● **Problem description**: Read the records and write them out again exactly.

** Data provided follows **

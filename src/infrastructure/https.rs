use crate::config::Config;
use crate::domain::ports::{Operation, Transport, TransportResponse};
use crate::error::{EngineError, Result};
use async_trait::async_trait;
use base64::Engine;
use base64::engine::general_purpose::STANDARD as BASE64;
use reqwest::header::{CONTENT_TYPE, HOST, HeaderMap, HeaderValue};
use secrecy::ExposeSecret;
use std::path::Path;
use tokio::sync::Mutex;

const JSON: &str = "application/json";

/// Mutual-TLS transport to the remote service.
///
/// The client identity is a PEM certificate and key, or a PKCS#12 bundle
/// converted to PEM on load.
///
/// `reqwest::Client` pools connections and is safe to share, so by default
/// requests from different orders run in parallel. With `serialized(true)` a
/// mutex admits one request at a time.
pub struct HttpsTransport {
    client: reqwest::Client,
    base_url: String,
    content_type: String,
    serialize: Option<Mutex<()>>,
}

fn read_pem(path: &Path, what: &str) -> Result<Vec<u8>> {
    std::fs::read(path).map_err(|e| {
        EngineError::ConfigError(format!("could not read {what} {}: {e}", path.display()))
    })
}

fn header_value(value: &str, name: &str) -> Result<HeaderValue> {
    HeaderValue::from_str(value)
        .map_err(|e| EngineError::ConfigError(format!("invalid {name} header {value:?}: {e}")))
}

fn pem_block(label: &str, der: &[u8]) -> String {
    let encoded = BASE64.encode(der);
    let mut block = format!("-----BEGIN {label}-----\n");
    for line in encoded.as_bytes().chunks(64) {
        block.push_str(&String::from_utf8_lossy(line));
        block.push('\n');
    }
    block.push_str(&format!("-----END {label}-----\n"));
    block
}

/// Unpacks a PKCS#12 bundle into PEM: certificates first, then the PKCS#8 key.
pub fn pkcs12_to_pem(bundle: &[u8], password: &str) -> Result<Vec<u8>> {
    let pfx = p12::PFX::parse(bundle)
        .map_err(|e| EngineError::ConfigError(format!("invalid P12 bundle: {e:?}")))?;
    if !pfx.verify_mac(password) {
        return Err(EngineError::ConfigError(
            "could not open P12 bundle: wrong password".into(),
        ));
    }
    let certs = pfx
        .cert_x509_bags(password)
        .map_err(|e| EngineError::ConfigError(format!("could not read P12 certificates: {e:?}")))?;
    let keys = pfx
        .key_bags(password)
        .map_err(|e| EngineError::ConfigError(format!("could not read P12 key: {e:?}")))?;
    let Some(key) = keys.first() else {
        return Err(EngineError::ConfigError("P12 bundle holds no private key".into()));
    };
    if certs.is_empty() {
        return Err(EngineError::ConfigError("P12 bundle holds no certificate".into()));
    }

    let mut pem = String::new();
    for cert in &certs {
        pem.push_str(&pem_block("CERTIFICATE", cert));
    }
    pem.push_str(&pem_block("PRIVATE KEY", key));
    Ok(pem.into_bytes())
}

impl HttpsTransport {
    /// Builds the client from the certificate material named in `config`.
    ///
    /// The client authenticates with the PEM certificate and key; the server
    /// is only trusted if it chains to the configured CA.
    pub fn from_config(config: &Config) -> Result<Self> {
        let ca = read_pem(&config.ca_cert_path(), "CA certificate")?;
        let identity_pem = match config.user_p12_path() {
            Some(path) => {
                let bundle = read_pem(&path, "client P12 bundle")?;
                let password = config
                    .cert_store
                    .user_private_key_password
                    .as_ref()
                    .map(|p| p.expose_secret())
                    .unwrap_or_default();
                pkcs12_to_pem(&bundle, password)?
            }
            None => {
                let mut pem = read_pem(&config.user_cert_path(), "client certificate")?;
                pem.push(b'\n');
                pem.extend(read_pem(&config.user_private_key_path(), "client key")?);
                pem
            }
        };

        let identity = reqwest::Identity::from_pem(&identity_pem)?;
        let ca = reqwest::Certificate::from_pem(&ca)?;

        let request_header = &config.http_client_config.request_header;
        let mut headers = HeaderMap::new();
        if let Some(host) = request_header.host.as_deref() {
            headers.insert(HOST, header_value(host, "Host")?);
        }

        let client = reqwest::Client::builder()
            .use_rustls_tls()
            .tls_built_in_root_certs(false)
            .add_root_certificate(ca)
            .identity(identity)
            .default_headers(headers)
            .timeout(config.request_timeout())
            .user_agent(format!("bankid/{}", env!("CARGO_PKG_VERSION")))
            .build()?;

        tracing::debug!(service_url = %config.service_url, "HTTPS transport ready");
        Ok(Self::with_client(client, &config.service_url)
            .content_type(&request_header.content_type)
            .serialized(config.serialize_requests))
    }

    /// Wraps an already configured client.
    pub fn with_client(client: reqwest::Client, base_url: impl Into<String>) -> Self {
        Self {
            client,
            base_url: base_url.into().trim_end_matches('/').to_string(),
            content_type: JSON.to_string(),
            serialize: None,
        }
    }

    pub fn content_type(mut self, content_type: &str) -> Self {
        self.content_type = content_type.to_string();
        self
    }

    pub fn serialized(mut self, serialize: bool) -> Self {
        self.serialize = serialize.then(|| Mutex::new(()));
        self
    }

    fn url(&self, operation: Operation) -> String {
        format!("{}/{}", self.base_url, operation.path())
    }
}

#[async_trait]
impl Transport for HttpsTransport {
    async fn send(&self, operation: Operation, body: Vec<u8>) -> Result<TransportResponse> {
        let _guard = match &self.serialize {
            Some(lock) => Some(lock.lock().await),
            None => None,
        };
        let url = self.url(operation);
        tracing::trace!(%operation, %url, "sending request");

        let response = self
            .client
            .post(&url)
            .header(CONTENT_TYPE, &self.content_type)
            .body(body)
            .send()
            .await
            .map_err(|e| EngineError::TransportError(format!("request to {url} failed: {e}")))?;

        let status = response.status().as_u16();
        let body = response
            .bytes()
            .await
            .map_err(|e| EngineError::TransportError(format!("reading response from {url} failed: {e}")))?;

        Ok(TransportResponse {
            status,
            body: body.to_vec(),
        })
    }
}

** End of Data provided **

● **Response**:
filename src/infrastructure/https.rs
use crate::config::Config;
use crate::domain::ports::{Operation, Transport, TransportResponse};
use crate::error::{EngineError, Result};
use async_trait::async_trait;
use base64::Engine;
use base64::engine::general_purpose::STANDARD as BASE64;
use reqwest::header::{CONTENT_TYPE, HOST, HeaderMap, HeaderValue};
use secrecy::ExposeSecret;
use std::path::Path;
use tokio::sync::Mutex;

const JSON: &str = "application/json";

/// Mutual-TLS transport to the remote service.
///
/// The client identity is a PEM certificate and key, or a PKCS#12 bundle
/// converted to PEM on load.
///
/// `reqwest::Client` pools connections and is safe to share, so by default
/// requests from different orders run in parallel. With `serialized(true)` a
/// mutex admits one request at a time.
pub struct HttpsTransport {
    client: reqwest::Client,
    base_url: String,
    content_type: String,
    serialize: Option<Mutex<()>>,
}

fn read_pem(path: &Path, what: &str) -> Result<Vec<u8>> {
    std::fs::read(path).map_err(|e| {
        EngineError::ConfigError(format!("could not read {what} {}: {e}", path.display()))
    })
}

fn header_value(value: &str, name: &str) -> Result<HeaderValue> {
    HeaderValue::from_str(value)
        .map_err(|e| EngineError::ConfigError(format!("invalid {name} header {value:?}: {e}")))
}

fn pem_block(label: &str, der: &[u8]) -> String {
    let encoded = BASE64.encode(der);
    let mut block = format!("-----BEGIN {label}-----\n");
    for line in encoded.as_bytes().chunks(64) {
        block.push_str(&String::from_utf8_lossy(line));
        block.push('\n');
    }
    block.push_str(&format!("-----END {label}-----\n"));
    block
}

/// Unpacks a PKCS#12 bundle into PEM: certificates first, then the PKCS#8 key.
pub fn pkcs12_to_pem(bundle: &[u8], password: &str) -> Result<Vec<u8>> {
    let pfx = p12::PFX::parse(bundle)
        .map_err(|e| EngineError::ConfigError(format!("invalid P12 bundle: {e:?}")))?;
    if !pfx.verify_mac(password) {
        return Err(EngineError::ConfigError(
            "could not open P12 bundle: wrong password".into(),
        ));
    }
    let certs = pfx
        .cert_x509_bags(password)
        .map_err(|e| EngineError::ConfigError(format!("could not read P12 certificates: {e:?}")))?;
    let keys = pfx
        .key_bags(password)
        .map_err(|e| EngineError::ConfigError(format!("could not read P12 key: {e:?}")))?;
    let Some(key) = keys.first() else {
        return Err(EngineError::ConfigError("P12 bundle holds no private key".into()));
    };
    if certs.is_empty() {
        return Err(EngineError::ConfigError("P12 bundle holds no certificate".into()));
    }

    let mut pem = String::new();
    for cert in &certs {
        pem.push_str(&pem_block("CERTIFICATE", cert));
    }
    pem.push_str(&pem_block("PRIVATE KEY", key));
    Ok(pem.into_bytes())
}

impl HttpsTransport {
    /// Builds the client from the certificate material named in `config`.
    ///
    /// The client authenticates with the PEM certificate and key; the server
    /// is only trusted if it chains to the configured CA.
    pub fn from_config(config: &Config) -> Result<Self> {
        let ca = read_pem(&config.ca_cert_path(), "CA certificate")?;
        let identity_pem = match config.user_p12_path() {
            Some(path) => {
                let bundle = read_pem(&path, "client P12 bundle")?;
                let password = config
                    .cert_store
                    .user_private_key_password
                    .as_ref()
                    .map(|p| p.expose_secret())
                    .unwrap_or_default();
                pkcs12_to_pem(&bundle, password)?
            }
            None => {
                let mut pem = read_pem(&config.user_cert_path(), "client certificate")?;
                pem.push(b'\n');
                pem.extend(read_pem(&config.user_private_key_path(), "client key")?);
                pem
            }
        };

        let identity = reqwest::Identity::from_pem(&identity_pem)?;
        let ca = reqwest::Certificate::from_pem(&ca)?;

        let request_header = &config.http_client_config.request_header;
        let mut headers = HeaderMap::new();
        if let Some(host) = request_header.host.as_deref() {
            headers.insert(HOST, header_value(host, "Host")?);
        }

        let client = reqwest::Client::builder()
            .use_rustls_tls()
            .tls_built_in_root_certs(false)
            .add_root_certificate(ca)
            .identity(identity)
            .default_headers(headers)
            .timeout(config.request_timeout())
            .user_agent(format!("bankid/{}", env!("CARGO_PKG_VERSION")))
            .build()?;

        tracing::debug!(service_url = %config.service_url, "HTTPS transport ready");
        Ok(Self::with_client(client, &config.service_url)
            .content_type(&request_header.content_type)
            .serialized(config.serialize_requests))
    }

    /// Wraps an already configured client.
    pub fn with_client(client: reqwest::Client, base_url: impl Into<String>) -> Self {
        Self {
            client,
            base_url: base_url.into().trim_end_matches('/').to_string(),
            content_type: JSON.to_string(),
            serialize: None,
        }
    }

    pub fn content_type(mut self, content_type: &str) -> Self {
        self.content_type = content_type.to_string();
        self
    }

    pub fn serialized(mut self, serialize: bool) -> Self {
        self.serialize = serialize.then(|| Mutex::new(()));
        self
    }

    fn url(&self, operation: Operation) -> String {
        format!("{}/{}", self.base_url, operation.path())
    }
}

#[async_trait]
impl Transport for HttpsTransport {
    async fn send(&self, operation: Operation, body: Vec<u8>) -> Result<TransportResponse> {
        let _guard = match &self.serialize {
            Some(lock) => Some(lock.lock().await),
            None => None,
        };
        let url = self.url(operation);
        tracing::trace!(%operation, %url, "sending request");

        let response = self
            .client
            .post(&url)
            .header(CONTENT_TYPE, &self.content_type)
            .body(body)
            .send()
            .await
            .map_err(|e| EngineError::TransportError(format!("request to {url} failed: {e}")))?;

        let status = response.status().as_u16();
        let body = response
            .bytes()
            .await
            .map_err(|e| EngineError::TransportError(format!("reading response from {url} failed: {e}")))?;

        Ok(TransportResponse {
            status,
            body: body.to_vec(),
        })
    }
}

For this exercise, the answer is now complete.